Teufel Ultima 40 (£349)

These floorstanders from direct retail giants Teufel are strong value for money

It’s not so long ago that I asked, rhetorically, in these pages how JBL could sell a four-driver, three-way floorstander (the Studio 190) for a mere £480 a pair [HFN May ’11]. Well, JBL eat your heart out: the Teufel Ultima 40 is also a four-driver, three-way floorstander and it sells for just £349 a pair, plus a delivery charge of £20. During the review period, in fact, it was on special offer for even less: a barely credible £299 at one point.
   How does Teufel do it?

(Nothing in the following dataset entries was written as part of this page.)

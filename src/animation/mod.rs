//! Per-word animation tracks: window derivation, capacity and the color law.

pub(crate) mod manager;
pub(crate) mod track;
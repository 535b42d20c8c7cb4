use std::collections::BTreeSet;

use crate::{
    document::model::{Clip, Word},
    foundation::error::{SubcutError, SubcutResult},
    foundation::ids::IdGenerator,
};

fn clip_slot(clips: &[Clip], clip_id: &str) -> SubcutResult<usize> {
    clips
        .iter()
        .position(|c| c.id == clip_id)
        .ok_or_else(|| SubcutError::not_found(format!("clip '{clip_id}'")))
}

fn word_slot(clip: &Clip, word_id: &str) -> SubcutResult<usize> {
    clip.word_position(word_id).ok_or_else(|| {
        SubcutError::not_found(format!("word '{word_id}' in clip '{}'", clip.id))
    })
}

/// Move `source` to the position currently held by `target` within one clip.
pub fn reorder_words(clip: &Clip, source: &str, target: &str) -> SubcutResult<Clip> {
    let from = word_slot(clip, source)?;
    let to = word_slot(clip, target)?;
    let mut out = clip.clone();
    let word = out.words.remove(from);
    out.words.insert(to, word);
    out.rebuild_text();
    Ok(out)
}

/// Move one word from `source_clip` into `target_clip` at `position` (appended when `None`
/// or past the end).
///
/// A clip cannot give away its last word; delete the clip instead.
pub fn move_word(
    clips: &[Clip],
    source_clip: &str,
    target_clip: &str,
    word_id: &str,
    position: Option<usize>,
) -> SubcutResult<Vec<Clip>> {
    let src = clip_slot(clips, source_clip)?;
    let dst = clip_slot(clips, target_clip)?;
    let from = word_slot(&clips[src], word_id)?;
    if src != dst && clips[src].words.len() == 1 {
        return Err(SubcutError::invalid_range(format!(
            "word '{word_id}' is the last word of clip '{source_clip}'"
        )));
    }

    let mut out = clips.to_vec();
    let word = out[src].words.remove(from);
    let words = &mut out[dst].words;
    let at = position.unwrap_or(words.len()).min(words.len());
    words.insert(at, word);
    out[src].rebuild_text();
    out[dst].rebuild_text();
    Ok(out)
}

/// Drag-reorder clips.
///
/// A single clip moves to the slot of `over`. When `active` is part of a multi-clip
/// `selected` set, the whole selection moves as a block (keeping its relative order) next
/// to `over`: after it when dragging down, before it when dragging up.
pub fn reorder_clips(
    clips: &[Clip],
    active: &str,
    over: &str,
    selected: &BTreeSet<String>,
) -> SubcutResult<Vec<Clip>> {
    let old = clip_slot(clips, active)?;
    let new = clip_slot(clips, over)?;

    if selected.len() > 1 && selected.contains(active) {
        let (moving, staying): (Vec<&Clip>, Vec<&Clip>) =
            clips.iter().partition(|c| selected.contains(&c.id));
        let insert_at = if selected.contains(over) {
            clips[..new]
                .iter()
                .filter(|c| !selected.contains(&c.id))
                .count()
        } else {
            let over_pos = staying.iter().position(|c| c.id == over).unwrap_or(0);
            if old < new { over_pos + 1 } else { over_pos }
        };
        let mut out: Vec<Clip> = Vec::with_capacity(clips.len());
        out.extend(staying[..insert_at].iter().map(|c| (*c).clone()));
        out.extend(moving.into_iter().cloned());
        out.extend(staying[insert_at..].iter().map(|c| (*c).clone()));
        return Ok(out);
    }

    let mut out = clips.to_vec();
    let clip = out.remove(old);
    out.insert(new, clip);
    Ok(out)
}

/// Replace a clip's words by re-tokenizing `text` on whitespace.
///
/// The clip's original span is divided evenly among the new tokens. A token keeps the id
/// (and mirrors) of the old word at the same position when the text is identical,
/// otherwise of the first unused old word with the same case-insensitive text; remaining
/// tokens get fresh `{clip_id}_w_{n}` ids.
pub fn retokenize_clip(clip: &Clip, text: &str, ids: &mut dyn IdGenerator) -> Clip {
    let tokens: Vec<&str> = text.split_whitespace().collect();
    let (start, end) = match (clip.words.first(), clip.words.last()) {
        (Some(first), Some(last)) => (first.start, last.end),
        _ => (0.0, 3.0),
    };
    let step = if tokens.is_empty() {
        0.0
    } else {
        (end - start) / tokens.len() as f64
    };

    let mut used = vec![false; clip.words.len()];
    let mut reused: Vec<Option<usize>> = vec![None; tokens.len()];
    for (i, token) in tokens.iter().enumerate() {
        if clip.words.get(i).is_some_and(|w| w.text == *token) {
            used[i] = true;
            reused[i] = Some(i);
        }
    }
    for (i, token) in tokens.iter().enumerate() {
        if reused[i].is_some() {
            continue;
        }
        let key = token.to_lowercase();
        if let Some(j) = (0..clip.words.len())
            .find(|&j| !used[j] && clip.words[j].text.trim().to_lowercase() == key)
        {
            used[j] = true;
            reused[i] = Some(j);
        }
    }

    let words = tokens
        .iter()
        .zip(reused)
        .enumerate()
        .map(|(i, (token, old))| {
            let word_start = start + step * i as f64;
            let mut word = match old {
                Some(j) => clip.words[j].clone(),
                None => {
                    let id = format!("{}_w_{}", clip.id, ids.next_id());
                    let mut w = Word::new(id, *token, 0.0, 0.0);
                    w.confidence = clip.words.get(i).and_then(|o| o.confidence);
                    w
                }
            };
            word.text = (*token).to_string();
            word.start = word_start;
            word.end = word_start + step;
            word
        })
        .collect();

    let mut out = Clip {
        words,
        ..clip.clone()
    };
    out.rebuild_text();
    out
}

#[cfg(test)]
#[path = "../../tests/unit/document/edit.rs"]
mod tests;
//! Authoritative document: clips of timed words, stickers, and the persisted project shape.

pub(crate) mod edit;
pub(crate) mod model;
pub(crate) mod project;
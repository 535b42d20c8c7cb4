use crate::document::model::Clip;

#[derive(Clone, Copy, Debug, Default, PartialEq, Eq, Hash, serde::Serialize, serde::Deserialize)]
#[serde(rename_all = "lowercase")]
/// Track kind a timeline clip plays on.
pub enum TrackKind {
    Video,
    Audio,
    #[default]
    Subtitle,
}

#[derive(Clone, Debug, PartialEq, serde::Serialize, serde::Deserialize)]
/// Playback projection of a [`Clip`].
///
/// `in_point`/`out_point` trim the source range; `start_time`/`duration` place the clip on
/// the playback timeline independently of its source timing.
pub struct TimelineClip {
    pub id: String,
    pub source_clip_id: String,
    /// Source-time trim start in seconds.
    pub in_point: f64,
    /// Source-time trim end in seconds.
    pub out_point: f64,
    /// Playback start in seconds.
    pub start_time: f64,
    /// Playback duration in seconds.
    pub duration: f64,
    #[serde(default)]
    pub track: TrackKind,
    #[serde(default)]
    pub track_index: u32,
    #[serde(default = "default_true")]
    pub enabled: bool,
    #[serde(default)]
    pub locked: bool,
    #[serde(default = "default_unit")]
    pub volume: f64,
    #[serde(default = "default_unit")]
    pub opacity: f64,
}

fn default_true() -> bool {
    true
}

fn default_unit() -> f64 {
    1.0
}

impl TimelineClip {
    /// Project a subtitle clip; `None` for clips without words.
    pub fn from_clip(clip: &Clip) -> Option<Self> {
        let (first, last) = (clip.words.first()?, clip.words.last()?);
        let duration = (last.end - first.start).max(0.0);
        Some(Self {
            id: format!("timeline_{}", clip.id),
            source_clip_id: clip.id.clone(),
            in_point: first.start,
            out_point: last.end,
            start_time: first.start,
            duration,
            track: TrackKind::Subtitle,
            track_index: 0,
            enabled: true,
            locked: false,
            volume: 1.0,
            opacity: 1.0,
        })
    }

    pub fn end_time(&self) -> f64 {
        self.start_time + self.duration
    }

    /// Half-open containment `[start_time, end_time)`.
    pub fn contains(&self, t: f64) -> bool {
        self.start_time <= t && t < self.end_time()
    }
}
pub(crate) mod state;
//! Plugin manifests: shape, default-parameter extraction and a cached loader.

pub(crate) mod loader;
/// Text width oracle used by automatic line breaking and width-bounded merging.
pub trait TextMeasure {
    /// Rendered width of `text` in pixels at `font_size_px`.
    fn width(&self, text: &str, font_size_px: f64) -> f64;
}

/// Font-free width estimate from per-character advances expressed in ems.
#[derive(Clone, Copy, Debug, PartialEq)]
pub struct GlyphWidthMeasure {
    /// Advance of a narrow (Latin, digit, punctuation) character.
    pub narrow_em: f64,
    /// Advance of a wide (CJK, Hangul, fullwidth) character.
    pub wide_em: f64,
    pub space_em: f64,
}

impl Default for GlyphWidthMeasure {
    fn default() -> Self {
        Self {
            narrow_em: 0.55,
            wide_em: 1.0,
            space_em: 0.3,
        }
    }
}

impl GlyphWidthMeasure {
    fn advance_em(&self, c: char) -> f64 {
        if c.is_whitespace() {
            self.space_em
        } else if is_wide(c) {
            self.wide_em
        } else {
            self.narrow_em
        }
    }
}

impl TextMeasure for GlyphWidthMeasure {
    fn width(&self, text: &str, font_size_px: f64) -> f64 {
        text.chars().map(|c| self.advance_em(c)).sum::<f64>() * font_size_px
    }
}

fn is_wide(c: char) -> bool {
    matches!(c as u32,
        0x1100..=0x115F      // Hangul Jamo
        | 0x2E80..=0x303E    // CJK radicals, punctuation
        | 0x3041..=0x33FF    // Kana, CJK symbols
        | 0x3400..=0x4DBF    // CJK ext A
        | 0x4E00..=0x9FFF    // CJK unified
        | 0xAC00..=0xD7A3    // Hangul syllables
        | 0xF900..=0xFAFF    // CJK compatibility
        | 0xFF01..=0xFF60    // Fullwidth forms
        | 0xFFE0..=0xFFE6)
}

#[cfg(test)]
#[path = "../../tests/unit/processor/measure.rs"]
mod tests;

A significant part of the answer is that it sells direct to the customer, cutting out the middleman. So don’t go looking for Teufel products in hi-fi dealers, you won’t find them. What’s good news for the asking price is, of course, bad news in that you can’t try before you buy, but Teufel counters this by offering purchasers an eight-week money-back trial period. It also gives an extraordinary 12-year guarantee.
   That’s only part of the story of the low cost, though. While Teufel trades on German design excellence it’s clear that these speakers are made down to a price. The lower part of the cabinet appears very resonant when knuckle-rapped and one of the review pair arrived with an internal rattle that proved, on disassembly of the speaker, to be due to the crossover board’s two mounting screws not having been tightened fully on the production line – they were far too stiff to have loosened in transit. Also, no carpet spikes are supplied, and there’s no provision to fit any – the base has feet suitable for hard floors.

ODD TONAL BALANCE
Evidence of the Ultima 40’s budgetary constraints is also clear in the lab report. Not to mince words, its on-axis frequency response is like the proverbial dog’s hind leg, principally due to the ear-level midrange driver having an output around 5dB shy of the tweeter’s.

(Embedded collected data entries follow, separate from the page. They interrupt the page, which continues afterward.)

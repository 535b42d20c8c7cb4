use crate::{
    config::ProcessorConfig,
    document::model::{Clip, Sticker, Word},
    foundation::error::{SubcutError, SubcutResult},
    foundation::ids::IdGenerator,
    processor::measure::TextMeasure,
};

#[derive(Clone, Debug, PartialEq, serde::Serialize, serde::Deserialize)]
#[serde(tag = "mode", rename_all = "snake_case")]
/// How to divide a clip.
///
/// Manual positions are always word boundaries: `AtWord(i)` starts the second clip at word
/// `i`. `AtFraction` is converted to the word boundary nearest to that fraction of the
/// clip's time span before splitting.
pub enum SplitMode {
    /// Bisect at `ceil(n / 2)`.
    Half,
    /// Split before word `index`; requires `0 < index < n`.
    AtWord { index: usize },
    /// Split at the word boundary nearest to `fraction` of the clip span; `0 < fraction < 1`.
    AtFraction { fraction: f64 },
    /// Greedy fill of lines up to the configured maximum line width.
    LineBreak,
    /// Even word-count chunks so that no chunk is expected to exceed `max_secs`, or the
    /// configured `max_clip_duration` when unset.
    Duration {
        #[serde(default, skip_serializing_if = "Option::is_none")]
        max_secs: Option<f64>,
    },
}

impl SplitMode {
    /// Whether the mode may legitimately decide not to split.
    pub fn is_automatic(&self) -> bool {
        matches!(self, Self::LineBreak | Self::Duration { .. })
    }
}

/// Word indices at which new clips start, strictly increasing and within `1..n`.
pub fn split_boundaries(
    clip: &Clip,
    mode: &SplitMode,
    config: &ProcessorConfig,
    measure: &dyn TextMeasure,
) -> SubcutResult<Vec<usize>> {
    let n = clip.words.len();
    if n < 2 {
        return Err(SubcutError::invalid_range(format!(
            "clip '{}' has {n} word(s); splitting needs at least 2",
            clip.id
        )));
    }

    match *mode {
        SplitMode::Half => Ok(vec![n.div_ceil(2)]),
        SplitMode::AtWord { index } => {
            if index == 0 || index >= n {
                return Err(SubcutError::invalid_range(format!(
                    "split index {index} is outside 1..{n} for clip '{}'",
                    clip.id
                )));
            }
            Ok(vec![index])
        }
        SplitMode::AtFraction { fraction } => {
            if !(fraction > 0.0 && fraction < 1.0) {
                return Err(SubcutError::invalid_range(format!(
                    "split fraction must be in (0, 1), got {fraction}"
                )));
            }
            Ok(vec![nearest_boundary(&clip.words, fraction)])
        }
        SplitMode::LineBreak => Ok(line_break_boundaries(&clip.words, config, measure)),
        SplitMode::Duration { max_secs } => {
            let max_secs = max_secs.unwrap_or(config.max_clip_duration);
            if !max_secs.is_finite() || max_secs <= 0.0 {
                return Err(SubcutError::validation(format!(
                    "max_secs must be finite and > 0, got {max_secs}"
                )));
            }
            let duration = clip.duration();
            if duration <= max_secs {
                return Ok(Vec::new());
            }
            let target = (duration / max_secs).ceil() as usize;
            let per = n.div_ceil(target.max(1));
            Ok((per..n).step_by(per.max(1)).collect())
        }
    }
}

/// Split a clip into consecutive clips; word timings and ids are carried over verbatim.
///
/// Automatic modes that find nothing to split, including on clips of fewer than two words,
/// return the clip unchanged; a manual mode that yields no boundary is an error.
pub fn split_clip(
    clip: &Clip,
    mode: &SplitMode,
    config: &ProcessorConfig,
    measure: &dyn TextMeasure,
    ids: &mut dyn IdGenerator,
) -> SubcutResult<Vec<Clip>> {
    if mode.is_automatic() && clip.words.len() < 2 {
        return Ok(vec![clip.clone()]);
    }
    let boundaries = split_boundaries(clip, mode, config, measure)?;
    if boundaries.is_empty() {
        if mode.is_automatic() {
            return Ok(vec![clip.clone()]);
        }
        return Err(SubcutError::invalid_range(format!(
            "{mode:?} found no split point in clip '{}'",
            clip.id
        )));
    }

    let mut starts = Vec::with_capacity(boundaries.len() + 1);
    starts.push(0);
    starts.extend(boundaries);

    let mut pieces: Vec<Clip> = starts
        .iter()
        .enumerate()
        .map(|(i, &from)| {
            let to = starts.get(i + 1).copied().unwrap_or(clip.words.len());
            let mut piece = Clip::new(
                format!("{}_split_{}", clip.id, ids.next_id()),
                clip.speaker.clone(),
                clip.words[from..to].to_vec(),
            );
            piece.timeline = clip.timeline;
            piece
        })
        .collect();

    for sticker in &clip.stickers {
        let target = owning_piece(&pieces, sticker);
        pieces[target].stickers.push(sticker.clone());
    }

    tracing::debug!(clip_id = %clip.id, pieces = pieces.len(), "split clip");
    Ok(pieces)
}

fn owning_piece(pieces: &[Clip], sticker: &Sticker) -> usize {
    pieces
        .iter()
        .rposition(|p| p.words.first().is_some_and(|w| w.start <= sticker.start))
        .unwrap_or(0)
}

fn nearest_boundary(words: &[Word], fraction: f64) -> usize {
    let first = words[0].start;
    let last = words[words.len() - 1].end;
    let t = first + (last - first) * fraction;

    (1..words.len())
        .min_by(|&a, &b| {
            let da = (gap_center(words, a) - t).abs();
            let db = (gap_center(words, b) - t).abs();
            da.total_cmp(&db)
        })
        .unwrap_or(1)
}

fn gap_center(words: &[Word], boundary: usize) -> f64 {
    (words[boundary - 1].end + words[boundary].start) / 2.0
}

fn line_break_boundaries(
    words: &[Word],
    config: &ProcessorConfig,
    measure: &dyn TextMeasure,
) -> Vec<usize> {
    let font = config.font_size_px();
    let max_width = config.max_line_width_px();
    let space = measure.width(" ", font);

    let mut out = Vec::new();
    let mut line_width = 0.0;
    let mut line_len = 0usize;
    for (i, w) in words.iter().enumerate() {
        let word_width = measure.width(&w.text, font);
        let gap = if line_len > 0 { space } else { 0.0 };
        let total = line_width + gap + word_width;
        if total > max_width && line_len > 0 {
            out.push(i);
            line_width = word_width;
            line_len = 1;
        } else {
            line_width = total;
            line_len += 1;
        }
    }
    out
}

#[cfg(test)]
#[path = "../../tests/unit/processor/split.rs"]
mod tests;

   It is essential, therefore, that you listen to the Ultima 40 off-axis, otherwise its treble is searing and its midrange recessed. Firing a stereo pair straight down the room, rather than angling them towards the listening seat, helps counter this but an odd tonal balance persists.

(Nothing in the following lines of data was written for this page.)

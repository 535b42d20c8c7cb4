use std::collections::HashSet;

use crate::{
    animation::track::AnimationTrack,
    foundation::core::TimeRange,
    foundation::error::{SubcutError, SubcutResult},
};

#[derive(Clone, Debug, PartialEq, serde::Serialize, serde::Deserialize)]
/// Atomic timed text token; the smallest unit of authoritative timing.
pub struct Word {
    /// Globally unique word id, stable across split/merge.
    pub id: String,
    pub text: String,
    /// Start time in seconds.
    pub start: f64,
    /// End time in seconds.
    pub end: f64,
    /// Recognition confidence, when the word came from speech-to-text.
    #[serde(default, skip_serializing_if = "Option::is_none")]
    pub confidence: Option<f64>,
    /// Asset ids mirrored from the track manager.
    #[serde(default, skip_serializing_if = "Vec::is_empty")]
    pub applied_assets: Vec<String>,
    /// Mirror of the authoritative per-word track list.
    #[serde(default, skip_serializing_if = "Vec::is_empty")]
    pub animation_tracks: Vec<AnimationTrack>,
}

impl Word {
    pub fn new(id: impl Into<String>, text: impl Into<String>, start: f64, end: f64) -> Self {
        Self {
            id: id.into(),
            text: text.into(),
            start,
            end,
            confidence: None,
            applied_assets: Vec::new(),
            animation_tracks: Vec::new(),
        }
    }

    pub fn timing(&self) -> TimeRange {
        TimeRange::raw(self.start, self.end)
    }

    pub fn duration(&self) -> f64 {
        self.timing().duration()
    }
}

#[derive(Clone, Debug, PartialEq, serde::Serialize, serde::Deserialize)]
/// Clip-local marker derived from an externally managed inserted text.
pub struct Sticker {
    pub id: String,
    /// Copy of the inserted text content.
    pub text: String,
    pub start: f64,
    pub end: f64,
    /// Id of the inserted text this sticker projects.
    pub original_inserted_text_id: String,
}

#[derive(Clone, Debug, PartialEq, serde::Serialize, serde::Deserialize)]
/// Overlay text owned outside the engine; the source of stickers.
pub struct InsertedText {
    pub id: String,
    pub content: String,
    pub start: f64,
    pub end: f64,
}

#[derive(Clone, Debug, PartialEq, serde::Serialize, serde::Deserialize)]
/// A contiguous subtitle segment with a speaker and an ordered word sequence.
pub struct Clip {
    /// Clip identifier (stable within a project).
    pub id: String,
    #[serde(default)]
    pub speaker: String,
    /// Owned, time-ordered words.
    pub words: Vec<Word>,
    #[serde(default, skip_serializing_if = "Vec::is_empty")]
    pub stickers: Vec<Sticker>,
    /// Space-joined word texts.
    #[serde(default)]
    pub full_text: String,
    /// Display subtitle; kept equal to `full_text` by structural edits.
    #[serde(default)]
    pub subtitle: String,
    /// 1-based display index, renumbered after structural edits.
    #[serde(default)]
    pub timeline: usize,
}

impl Clip {
    /// Build a clip and derive its texts from `words`.
    pub fn new(id: impl Into<String>, speaker: impl Into<String>, words: Vec<Word>) -> Self {
        let mut clip = Self {
            id: id.into(),
            speaker: speaker.into(),
            words,
            stickers: Vec::new(),
            full_text: String::new(),
            subtitle: String::new(),
            timeline: 0,
        };
        clip.rebuild_text();
        clip
    }

    /// Recompute `full_text` and `subtitle` from the words.
    pub fn rebuild_text(&mut self) {
        let text = join_words(&self.words);
        self.subtitle = text.clone();
        self.full_text = text;
    }

    /// Span from the earliest word start to the latest word end.
    pub fn time_range(&self) -> Option<TimeRange> {
        self.words
            .iter()
            .map(Word::timing)
            .reduce(TimeRange::union)
    }

    /// Span from the first word's start to the last word's end, `0.0` when empty.
    pub fn duration(&self) -> f64 {
        match (self.words.first(), self.words.last()) {
            (Some(first), Some(last)) => (last.end - first.start).max(0.0),
            _ => 0.0,
        }
    }

    pub fn word_position(&self, word_id: &str) -> Option<usize> {
        self.words.iter().position(|w| w.id == word_id)
    }

    /// Check per-word timing sanity.
    pub fn validate(&self) -> SubcutResult<()> {
        if self.id.is_empty() {
            return Err(SubcutError::validation("clip id must be non-empty"));
        }
        for w in &self.words {
            if w.id.is_empty() {
                return Err(SubcutError::validation(format!(
                    "clip '{}' has a word with an empty id",
                    self.id
                )));
            }
            TimeRange::new(w.start, w.end).map_err(|e| {
                SubcutError::validation(format!("clip '{}' word '{}': {e}", self.id, w.id))
            })?;
        }
        Ok(())
    }
}

/// Space-join of word texts.
pub fn join_words(words: &[Word]) -> String {
    words
        .iter()
        .map(|w| w.text.as_str())
        .collect::<Vec<_>>()
        .join(" ")
}

/// Reject clip lists that reuse a clip id or a word id.
pub fn ensure_unique_ids(clips: &[Clip]) -> SubcutResult<()> {
    let mut clip_ids = HashSet::new();
    let mut word_ids = HashSet::new();
    for clip in clips {
        if !clip_ids.insert(clip.id.as_str()) {
            return Err(SubcutError::validation(format!(
                "duplicate clip id '{}'",
                clip.id
            )));
        }
        for w in &clip.words {
            if !word_ids.insert(w.id.as_str()) {
                return Err(SubcutError::validation(format!(
                    "duplicate word id '{}' (clip '{}')",
                    w.id, clip.id
                )));
            }
        }
    }
    Ok(())
}

/// Set `timeline = position + 1` on every clip.
pub fn renumber(clips: &mut [Clip]) {
    for (i, clip) in clips.iter_mut().enumerate() {
        clip.timeline = i + 1;
    }
}

#[cfg(test)]
#[path = "../../tests/unit/document/model.rs"]
mod tests;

   On the wonderfully spacious Decca Scheherazade this manifested itself as a curiously hollow sound to the acoustic. The stereo image was large and the orchestral fortes free-flowing but everything was overlaid with a distinct coloration.
   Unsurprisingly, this character was carried over to the other test pieces. The opening percussion on ‘Honky Tonk Women’ was crisp enough but the guitar and vocals weren’t projected with the required verve. On Grace Jones’s ‘Well Well Well’ this became a lack of rhythmical shove, with the added problem that the bass – although reasonably well extended – sounded detached and a bit lacking in speed and control.
   ‘Poetspeak’ fared better but sounded a little leaden, while the piano in the Ravel sonata was bordering on jangly and the violin tone too thin.